Not all online shoppers are created alike. They all have different goals and strategies for their online shopping which relate to different needs. When developing an online service or e-commerce store you need to try and cater for as many of these types of shopper as possible. You can use basic ‘shopper models’ to organize the products and information on your site.

You could find at least 6 different types of online shopper within your own set of friends and family. A small sized start-up online business may not be able to afford professional customer modelling, but these techniques are still important, even to the smaller player.

New to the Net:

These buyers are still getting used to the internet and the idea of e-commerce. They use the web for research purchases and start will smaller value items in safer environments. A common start off point for these shoppers is eBay, where all the sellers are rated and they can proceed with caution. At this early stage this shopper can either become addicted to the life of e-commerce or be put off by a bad or fraudulent purchase.

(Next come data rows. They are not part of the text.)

/// Errors aborting a read.
///
/// These are invariant violations: a selector that disagrees with the
/// stored shape, or a required field failing with the `Throw` action. Plain
/// missing data never produces an error.
#[derive(Debug, Clone, PartialEq, Error)]
pub enum ReadError {
    /// A storage key or condition referenced an unbound variable.
    #[error(transparent)]
    UnboundVariable(#[from] UnboundVariable),
    /// A condition variable resolved to a non-boolean value.
    #[error("condition variable ${name} is not a boolean")]
    ConditionNotBoolean {
        /// Variable name.
        name: Box<str>,
    },
    /// A scalar selection hit a stored link.
    #[error("field {key} on {id} stores a {found}, expected a scalar")]
    ScalarExpected {
        /// Record owning the field.
        id: DataId,
        /// Storage key of the field.
        key: StorageKey,
        /// Stored value kind.
        found: &'static str,
    },
    /// A singular linked selection hit a non-link or a plural link.
    #[error("field {key} on {id} stores a {found}, expected a singular link")]
    SingularLinkExpected {
        /// Record owning the field.
        id: DataId,
        /// Storage key of the field.
        key: StorageKey,
        /// Stored value kind.
        found: &'static str,
    },
    /// A plural linked selection hit a non-link or a singular link.
    #[error("field {key} on {id} stores a {found}, expected a plural link")]
    PluralLinkExpected {
        /// Record owning the field.
        id: DataId,
        /// Storage key of the field.
        key: StorageKey,
        /// Stored value kind.
        found: &'static str,
    },
    /// A required field with the `Throw` action was null or missing, and no
    /// nullable ancestor absorbed the bubbled null before the root.
    #[error("required field {key} on {id} was null or missing")]
    RequiredField {
        /// Record owning the field.
        id: DataId,
        /// Storage key of the field.
        key: StorageKey,
    },
}

/// Reads `selector` against `source`, producing a snapshot stamped with
/// epoch zero (the owning store re-stamps).
pub fn read(
    source: &RecordSource,
    selector: &Selector,
    granularity: ChangeGranularity,
) -> Result<Snapshot, ReadError> {
    let mut pass = ReadPass {
        source,
        variables: &selector.variables,
        granularity,
        seen: SeenKeys::new(),
        errors: Vec::new(),
        is_missing_data: false,
    };

    let data = match &selector.root {
        SelectorRoot::Singular(id) => match pass.read_record(id, &selector.selections)? {
            RecordValue::Value(value) => value,
            RecordValue::Thrown => return Err(pass.thrown_error()),
        },
        SelectorRoot::Plural(ids) => {
            let mut items = Vec::with_capacity(ids.len());
            for id in ids {
                match pass.read_record(id, &selector.selections)? {
                    RecordValue::Value(value) => items.push(value),
                    RecordValue::Thrown => return Err(pass.thrown_error()),
                }
            }
            DataValue::list(items)
        }
    };

    Ok(Snapshot {
        selector: selector.clone(),
        data,
        is_missing_data: pass.is_missing_data,
        seen: pass.seen,
        errors: pass.errors,
        epoch: 0,
    })
}

/// Value produced for one record's selection set.
enum RecordValue {
    Value(DataValue),
    /// A required-throw failure bubbled past this record.
    Thrown,
}

/// Flow control for a selection-set walk.
enum Control {
    Continue,
    /// Null out the current object and keep bubbling through non-nullable
    /// parents.
    Thrown,
}

/// Outcome of reading one linked field.
enum LinkedOutcome {
    Present,
    Null,
    /// The field is non-nullable and its child was nulled by a
    /// required-throw failure; the enclosing object must null out too.
    Thrown,
}

struct ReadPass<'a> {
    source: &'a RecordSource,
    variables: &'a Variables,
    granularity: ChangeGranularity,
    seen: SeenKeys,
    errors: Vec<DataError>,
    is_missing_data: bool,
}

This buyer needs a simple interface, and a way to verify the e-commerce site. Make sure you have clear precise pictures, a simple stream line jargon free checkout and display your returns policy clearly outlining your responsibility as an online retailer. You can invest in an eBay type feedback system such as which is an independent customer feedback system and also feature customer testimonials. Make sure you use well known and simple payment processing for example Paypal, Lloyds Cardnet or HSBC.

Bargain Hunters

These shoppers rely heavily on marketplaces such as eBay and shopping comparison engines. They have no real brand loyalty and are just shopping for the lowest price. You need to convince these shoppers they are getting the best deal. Make sure you products are included in shopping comparison engines and have an RRP shown so they can see the great deal they are getting. Within this group you have the impulsive bargain hunter who wants to purchase now and a competitive bargain hunter willing to bid against other shoppers for the deal. EBay is a bargain hunter’s paradise; you can almost use eBay to cater primarily for these customers, letting them battle it out for bargains and also have fixed price items for your impulsive bargain hunters.

Precise Shoppers

These shoppers have a surgical approach to online shopping. They know exactly what they want and will research until they find the best fit to their criteria. These shoppers are hard to please as it is luck of the draw that you have the product they need. You need to make sure part numbers and the true name of your product is present in the product title to allow precise optimization. Product configuration tools like the ‘Build your Porsche’ cater for these types of shopper and are great for a multitude of shopper types.
These shoppers need customer opinions to make sure the product will fit it intended purpose and also great customer support so they can seek verification for the seller about the item.

Hobby Shoppers

Shopping for these buyers is a past time. I fall straight into this category myself. It’s an addiction and I almost need to find something to buy online if I have a penny to spare. I often have to quell the urge. These shoppers purchase frequently and enthusiastically. These are the most adventurous shoppers and you need to grab their attentions by offering engaging tools to view the merchandise as well as product recommendations and incorporating social media into their purchase. These shoppers love community applications such as forums, bulletin boards and social shopping sites.

Direct Shoppers

These shoppers buy out of necessity. They do not shop around or waste time. They want the information now and to find the product within the 3 click recommended navigation. Excellent navigation and product organization is needed to cater for these shoppers. These shoppers need all the information at their finger tips in close proximity to the items, as well as quick access to customer support. Live chat appeals to these kind of shoppers, as they want answers quickly. These shoppers respond well to expert and customers opinions and testimonials.

Nervous Shoppers

My mother very much falls in this category, afraid to ‘put her credit card’ online or that she will be subject to fraud. Identity theft has risen to 1 in 4 in the UK so this is a valid concern. These shoppers start off by only using the internet to research products they mainly buy offline. To make these customers feel secure you need to clearly state your security /privacy policies and use a SSL certificate at checkout. These shoppers watch out for the little padlock at the bottom of the browser so make sure you have no non-secure items on your secure pages. Non-secure Google analytics tracking code is famous for this, they have a https version. You need to state that their information is secure and not sold or distributed. These customers also need customer support, with most of these shoppers wanting to hear from a human before they make their purchase. You need to make sure you include a phone number contact for these shoppers, and also an option that they can pay over the phone for their purchase. You might find these shoppers are only leads for your bricks and mortar or catalogue operations. These are still valid customers as most types of customers have a little bit of the nervous shopper in them.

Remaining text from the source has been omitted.